RECORDS PROVIDED Block Start
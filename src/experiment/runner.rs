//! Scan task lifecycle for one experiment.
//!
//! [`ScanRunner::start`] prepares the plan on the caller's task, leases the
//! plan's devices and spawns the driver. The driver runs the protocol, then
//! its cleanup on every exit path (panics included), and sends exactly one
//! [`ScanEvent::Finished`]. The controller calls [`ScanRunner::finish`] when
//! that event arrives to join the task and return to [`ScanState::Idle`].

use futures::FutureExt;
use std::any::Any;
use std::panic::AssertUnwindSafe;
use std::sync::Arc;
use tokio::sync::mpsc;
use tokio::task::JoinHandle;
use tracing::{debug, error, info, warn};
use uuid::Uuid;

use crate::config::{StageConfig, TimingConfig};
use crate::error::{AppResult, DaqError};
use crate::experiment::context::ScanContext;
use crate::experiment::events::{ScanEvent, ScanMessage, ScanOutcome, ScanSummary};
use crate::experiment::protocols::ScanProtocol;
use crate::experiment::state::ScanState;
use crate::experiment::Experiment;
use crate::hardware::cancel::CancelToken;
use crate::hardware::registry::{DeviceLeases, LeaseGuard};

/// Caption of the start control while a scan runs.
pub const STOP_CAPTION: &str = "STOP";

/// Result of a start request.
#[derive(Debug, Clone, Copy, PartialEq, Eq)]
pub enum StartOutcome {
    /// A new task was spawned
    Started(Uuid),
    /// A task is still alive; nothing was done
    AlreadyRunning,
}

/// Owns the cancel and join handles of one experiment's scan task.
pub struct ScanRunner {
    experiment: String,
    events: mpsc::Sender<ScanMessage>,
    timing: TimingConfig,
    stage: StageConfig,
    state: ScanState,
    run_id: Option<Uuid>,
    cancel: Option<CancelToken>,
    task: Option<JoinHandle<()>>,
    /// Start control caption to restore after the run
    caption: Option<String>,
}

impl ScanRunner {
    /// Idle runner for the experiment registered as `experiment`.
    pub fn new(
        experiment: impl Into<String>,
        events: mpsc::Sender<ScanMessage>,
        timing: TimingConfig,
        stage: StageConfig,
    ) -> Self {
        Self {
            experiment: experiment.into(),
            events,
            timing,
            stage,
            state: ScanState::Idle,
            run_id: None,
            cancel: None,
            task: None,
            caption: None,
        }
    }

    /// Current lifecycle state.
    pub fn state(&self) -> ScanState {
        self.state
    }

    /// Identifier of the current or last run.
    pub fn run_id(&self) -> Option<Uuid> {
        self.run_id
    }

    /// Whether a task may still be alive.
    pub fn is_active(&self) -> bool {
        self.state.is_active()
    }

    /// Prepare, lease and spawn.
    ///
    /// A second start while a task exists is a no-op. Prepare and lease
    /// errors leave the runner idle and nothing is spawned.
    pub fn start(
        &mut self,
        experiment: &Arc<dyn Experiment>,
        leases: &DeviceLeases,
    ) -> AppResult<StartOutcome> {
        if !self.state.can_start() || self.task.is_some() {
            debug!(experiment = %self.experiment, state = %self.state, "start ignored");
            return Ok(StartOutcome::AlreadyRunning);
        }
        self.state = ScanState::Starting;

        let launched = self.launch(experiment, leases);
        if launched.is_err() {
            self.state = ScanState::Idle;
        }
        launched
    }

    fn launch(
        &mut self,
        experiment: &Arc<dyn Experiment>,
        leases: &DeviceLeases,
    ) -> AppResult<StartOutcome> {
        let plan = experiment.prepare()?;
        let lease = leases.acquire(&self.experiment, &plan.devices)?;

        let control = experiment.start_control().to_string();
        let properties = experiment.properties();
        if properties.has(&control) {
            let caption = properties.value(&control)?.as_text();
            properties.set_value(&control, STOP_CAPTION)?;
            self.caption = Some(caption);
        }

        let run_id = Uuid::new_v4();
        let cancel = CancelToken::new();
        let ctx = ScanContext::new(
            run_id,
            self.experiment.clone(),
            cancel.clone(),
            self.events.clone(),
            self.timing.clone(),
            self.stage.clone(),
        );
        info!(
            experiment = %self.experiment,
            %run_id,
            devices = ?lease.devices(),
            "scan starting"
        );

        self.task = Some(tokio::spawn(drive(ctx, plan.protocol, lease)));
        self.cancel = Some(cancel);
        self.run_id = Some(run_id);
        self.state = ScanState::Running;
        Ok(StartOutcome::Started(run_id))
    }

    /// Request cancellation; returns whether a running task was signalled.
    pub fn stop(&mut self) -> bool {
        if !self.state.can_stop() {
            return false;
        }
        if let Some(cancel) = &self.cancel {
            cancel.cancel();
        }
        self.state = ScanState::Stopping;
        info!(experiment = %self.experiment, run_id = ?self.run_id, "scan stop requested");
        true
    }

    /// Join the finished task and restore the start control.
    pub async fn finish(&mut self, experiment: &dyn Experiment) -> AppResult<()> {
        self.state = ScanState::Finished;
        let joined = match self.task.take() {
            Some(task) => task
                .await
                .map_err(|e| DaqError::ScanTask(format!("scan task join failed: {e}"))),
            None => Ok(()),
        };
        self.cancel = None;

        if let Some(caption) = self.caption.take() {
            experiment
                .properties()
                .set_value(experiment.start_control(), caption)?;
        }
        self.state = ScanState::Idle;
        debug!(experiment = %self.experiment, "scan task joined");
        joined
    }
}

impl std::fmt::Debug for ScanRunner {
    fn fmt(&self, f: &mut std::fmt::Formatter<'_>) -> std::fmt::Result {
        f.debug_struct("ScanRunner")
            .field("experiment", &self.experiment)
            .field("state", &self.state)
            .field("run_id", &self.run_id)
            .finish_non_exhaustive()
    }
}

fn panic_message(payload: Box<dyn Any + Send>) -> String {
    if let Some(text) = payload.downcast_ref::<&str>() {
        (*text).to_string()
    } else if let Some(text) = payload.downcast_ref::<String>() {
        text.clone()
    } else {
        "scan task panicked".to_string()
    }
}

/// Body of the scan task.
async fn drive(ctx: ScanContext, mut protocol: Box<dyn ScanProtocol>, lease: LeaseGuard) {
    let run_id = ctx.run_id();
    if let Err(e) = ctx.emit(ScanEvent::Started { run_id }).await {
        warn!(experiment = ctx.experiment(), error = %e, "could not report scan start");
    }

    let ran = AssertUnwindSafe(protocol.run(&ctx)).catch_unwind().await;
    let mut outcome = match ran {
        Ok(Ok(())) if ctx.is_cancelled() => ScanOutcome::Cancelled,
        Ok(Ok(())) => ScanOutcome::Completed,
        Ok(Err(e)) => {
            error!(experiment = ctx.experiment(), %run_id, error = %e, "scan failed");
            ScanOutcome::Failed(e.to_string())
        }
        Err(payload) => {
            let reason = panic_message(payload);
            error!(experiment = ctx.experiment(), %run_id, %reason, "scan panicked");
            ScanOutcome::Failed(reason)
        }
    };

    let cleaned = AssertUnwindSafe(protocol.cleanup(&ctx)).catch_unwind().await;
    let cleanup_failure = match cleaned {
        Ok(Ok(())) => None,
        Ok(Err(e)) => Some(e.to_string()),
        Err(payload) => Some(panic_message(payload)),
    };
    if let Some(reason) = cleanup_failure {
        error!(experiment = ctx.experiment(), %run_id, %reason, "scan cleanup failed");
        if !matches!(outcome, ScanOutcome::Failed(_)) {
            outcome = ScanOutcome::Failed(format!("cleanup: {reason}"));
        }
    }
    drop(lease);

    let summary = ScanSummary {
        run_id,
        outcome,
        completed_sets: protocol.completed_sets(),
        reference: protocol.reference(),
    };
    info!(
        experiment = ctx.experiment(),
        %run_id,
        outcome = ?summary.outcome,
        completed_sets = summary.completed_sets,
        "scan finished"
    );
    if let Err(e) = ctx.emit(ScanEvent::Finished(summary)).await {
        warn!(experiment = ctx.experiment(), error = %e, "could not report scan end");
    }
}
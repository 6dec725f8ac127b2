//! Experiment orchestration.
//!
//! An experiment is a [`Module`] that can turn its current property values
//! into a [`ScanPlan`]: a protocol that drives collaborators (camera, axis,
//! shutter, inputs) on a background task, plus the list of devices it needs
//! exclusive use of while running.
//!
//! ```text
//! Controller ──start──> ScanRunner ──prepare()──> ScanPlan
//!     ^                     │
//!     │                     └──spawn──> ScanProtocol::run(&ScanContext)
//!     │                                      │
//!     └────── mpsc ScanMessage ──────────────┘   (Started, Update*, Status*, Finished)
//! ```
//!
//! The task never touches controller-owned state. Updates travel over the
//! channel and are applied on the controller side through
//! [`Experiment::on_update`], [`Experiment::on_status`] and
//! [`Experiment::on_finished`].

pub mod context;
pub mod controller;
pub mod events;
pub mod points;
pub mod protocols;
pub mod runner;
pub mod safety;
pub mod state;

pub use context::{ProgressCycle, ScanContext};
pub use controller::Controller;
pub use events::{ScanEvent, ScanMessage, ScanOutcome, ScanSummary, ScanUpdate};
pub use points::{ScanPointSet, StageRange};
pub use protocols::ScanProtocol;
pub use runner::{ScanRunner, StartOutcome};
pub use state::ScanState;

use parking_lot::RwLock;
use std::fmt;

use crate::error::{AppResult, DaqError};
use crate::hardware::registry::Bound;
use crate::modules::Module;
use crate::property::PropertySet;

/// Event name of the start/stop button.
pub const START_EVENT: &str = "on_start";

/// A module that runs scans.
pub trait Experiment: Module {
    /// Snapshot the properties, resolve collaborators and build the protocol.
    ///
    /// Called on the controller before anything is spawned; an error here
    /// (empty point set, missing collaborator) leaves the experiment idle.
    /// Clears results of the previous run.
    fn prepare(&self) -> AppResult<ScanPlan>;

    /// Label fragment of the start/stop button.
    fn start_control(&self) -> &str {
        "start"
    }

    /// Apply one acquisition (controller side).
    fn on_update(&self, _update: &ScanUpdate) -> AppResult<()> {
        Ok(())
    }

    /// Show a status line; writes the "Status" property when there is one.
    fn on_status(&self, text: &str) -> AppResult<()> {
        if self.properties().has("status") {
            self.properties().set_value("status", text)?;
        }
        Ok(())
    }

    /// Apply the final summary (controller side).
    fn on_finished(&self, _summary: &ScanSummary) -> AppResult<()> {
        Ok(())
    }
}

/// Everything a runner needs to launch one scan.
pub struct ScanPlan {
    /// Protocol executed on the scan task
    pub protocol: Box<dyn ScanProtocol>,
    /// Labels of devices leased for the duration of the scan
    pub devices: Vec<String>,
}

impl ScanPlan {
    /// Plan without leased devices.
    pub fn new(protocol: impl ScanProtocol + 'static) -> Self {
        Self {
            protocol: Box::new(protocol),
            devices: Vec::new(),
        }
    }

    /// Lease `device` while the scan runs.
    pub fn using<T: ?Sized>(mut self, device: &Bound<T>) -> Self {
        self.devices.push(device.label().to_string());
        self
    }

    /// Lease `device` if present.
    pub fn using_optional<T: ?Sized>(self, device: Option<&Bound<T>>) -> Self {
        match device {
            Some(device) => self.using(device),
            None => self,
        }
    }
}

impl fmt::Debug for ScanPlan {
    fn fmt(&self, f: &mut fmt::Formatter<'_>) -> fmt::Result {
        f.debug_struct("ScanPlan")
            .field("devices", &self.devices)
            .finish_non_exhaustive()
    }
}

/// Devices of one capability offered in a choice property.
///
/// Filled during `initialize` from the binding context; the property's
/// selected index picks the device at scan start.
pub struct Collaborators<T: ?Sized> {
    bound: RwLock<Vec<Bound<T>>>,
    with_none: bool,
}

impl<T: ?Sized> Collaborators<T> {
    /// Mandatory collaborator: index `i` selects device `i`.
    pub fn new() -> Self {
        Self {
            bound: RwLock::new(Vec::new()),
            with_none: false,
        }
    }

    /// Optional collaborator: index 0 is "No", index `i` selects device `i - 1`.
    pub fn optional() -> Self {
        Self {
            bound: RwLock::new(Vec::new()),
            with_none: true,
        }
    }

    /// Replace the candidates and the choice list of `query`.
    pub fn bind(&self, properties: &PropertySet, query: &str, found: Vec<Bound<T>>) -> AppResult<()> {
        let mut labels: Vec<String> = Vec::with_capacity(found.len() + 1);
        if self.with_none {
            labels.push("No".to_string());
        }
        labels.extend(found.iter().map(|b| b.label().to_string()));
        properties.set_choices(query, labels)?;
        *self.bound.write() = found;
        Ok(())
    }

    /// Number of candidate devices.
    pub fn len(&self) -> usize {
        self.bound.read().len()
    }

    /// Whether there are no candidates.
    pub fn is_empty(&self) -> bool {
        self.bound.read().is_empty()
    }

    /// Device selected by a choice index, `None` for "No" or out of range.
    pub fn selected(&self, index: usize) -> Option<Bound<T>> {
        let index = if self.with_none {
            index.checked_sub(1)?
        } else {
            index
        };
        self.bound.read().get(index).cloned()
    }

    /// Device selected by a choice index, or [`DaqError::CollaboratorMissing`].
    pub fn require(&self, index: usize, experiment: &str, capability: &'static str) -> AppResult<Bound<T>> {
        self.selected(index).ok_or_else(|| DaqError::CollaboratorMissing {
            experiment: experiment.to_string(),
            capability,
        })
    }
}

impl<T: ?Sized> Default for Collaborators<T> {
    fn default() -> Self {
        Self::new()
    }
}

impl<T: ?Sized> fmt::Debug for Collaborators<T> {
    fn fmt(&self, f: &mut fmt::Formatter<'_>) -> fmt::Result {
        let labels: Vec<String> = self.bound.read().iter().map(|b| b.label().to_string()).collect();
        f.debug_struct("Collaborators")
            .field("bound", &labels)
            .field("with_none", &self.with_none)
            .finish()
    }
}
RECORDS PROVIDED Block End
= TASK BRIEF =
If a line in the records includes the string "Apply", copy it.

= PROBLEM SOLUTION =
    /// Apply one acquisition (controller side).
    /// Apply the final summary (controller side).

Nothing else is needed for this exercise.